= Automated code review =

Code reviewing software

Automated code review refers to the use of software tools and techniques to assist or fully automate the process of reviewing source code for defects, style issues, security vulnerabilities, and maintainability concerns. Such tools are widely used in modern software engineering, particularly within continuous integration (CI) and continuous delivery (CD) pipelines.

==Overview==
The use of analytical methods to inspect and review source code to detect bugs or security issues has been a standard development practice in both open source and commercial software domains. This process can be accomplished both manually and in an automated fashion. With automation, software tools provide assistance with the code review and inspection process. The review program or tool typically displays a list of warnings (violations of programming standards). A review program can also provide an automated or a programmer-assisted way to correct the issues found. This is a component for mastering easily software. This is contributing to the Software Intelligence practice. This process is usually called "linting" since one of the first tools for static code analysis was called Lint.

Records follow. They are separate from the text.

//! Isolation levels

use optimist_core::StoreError;
use std::fmt;
use std::str::FromStr;

/// Isolation guaranteed to transactions
///
/// Levels are ordered: serializable implies snapshot.
#[derive(Debug, Clone, Copy, PartialEq, Eq, PartialOrd, Ord, Hash, Default)]
pub enum IsolationLevel {
    /// No read tracking; commits never conflict
    None,
    /// Reads see a consistent view; changes observed mid-transaction conflict
    Snapshot,
    /// Snapshot plus read/write conflicts with concurrently committed writers
    #[default]
    Serializable,
}

impl IsolationLevel {
    /// True if reads are recorded
    pub fn is_snapshot(self) -> bool {
        self >= IsolationLevel::Snapshot
    }

    /// True if forward-marked conflicts abort the commit
    pub fn is_serializable(self) -> bool {
        self == IsolationLevel::Serializable
    }

    /// Lowercase name as used in configuration files
    pub fn as_str(self) -> &'static str {
        match self {
            IsolationLevel::None => "none",
            IsolationLevel::Snapshot => "snapshot",
            IsolationLevel::Serializable => "serializable",
        }
    }
}

impl fmt::Display for IsolationLevel {
    fn fmt(&self, f: &mut fmt::Formatter<'_>) -> fmt::Result {
        f.write_str(self.as_str())
    }
}

impl FromStr for IsolationLevel {
    type Err = StoreError;

    fn from_str(s: &str) -> Result<Self, Self::Err> {
        match s.trim().to_ascii_lowercase().as_str() {
            "none" => Ok(IsolationLevel::None),
            "snapshot" => Ok(IsolationLevel::Snapshot),
            "serializable" => Ok(IsolationLevel::Serializable),
            other => Err(StoreError::invalid_input(format!(
                "unknown isolation level '{}': expected none, snapshot or serializable",
                other
            ))),
        }
    }
}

Some static code analysis tools can be used to help with automated code review. They do not compare favorably to manual reviews, however they can be done faster and more efficiently. These tools also encapsulate deep knowledge of underlying rules and semantics required to perform this type analysis such that it does not require the human code reviewer to have the same level of expertise as an expert human auditor. Many Integrated Development Environments also provide basic automated code review functionality. For example, the Eclipse and Microsoft Visual Studio IDEs support a variety of plugins that facilitate code review.

Next to static code analysis tools, there are also tools that analyze and visualize software structures and help humans to better understand these. Such systems are geared more to analysis because they typically do not contain a predefined set of rules to check software against. Some of these tools (e.g. Imagix 4D, Resharper, SonarJ, Sotoarc, Structure101, ACTool) allow one to define target architectures and enforce that target architecture constraints are not violated by the actual software implementation.

Recent research has also explored the use of large language models (LLMs) as components in automated code review workflows. General-purpose code models trained on open-source code have been evaluated in a "zero-shot" setting, where the model is asked to propose fixes for security vulnerabilities directly from source code and associated diagnostics. These studies report that LLMs can repair some simple or synthetic vulnerabilities, but that their performance degrades on complex, real-world bugs, with generated patches often being incomplete or functionally incorrect. As a result, current work treats LLMs as potential assistants that can suggest candidate patches to be validated by traditional analysis tools and human reviewers, rather than as reliable standalone code review systems.

== Applications ==
Automated code review is used in:

- large-scale open-source projects hosted on platforms such as GitHub, where continuous integration services automatically run builds and test suites on change sets;
- safety-critical industries, such as automotive and aerospace, where static analysis and related automated checks are used to support compliance with functional safety standards and reduce the risk of software defects in deployed systems;
- security-focused development workflows, where static application security testing (SAST) tools and related analyzers are integrated into CI/CD pipelines to automatically scan source code for vulnerabilities.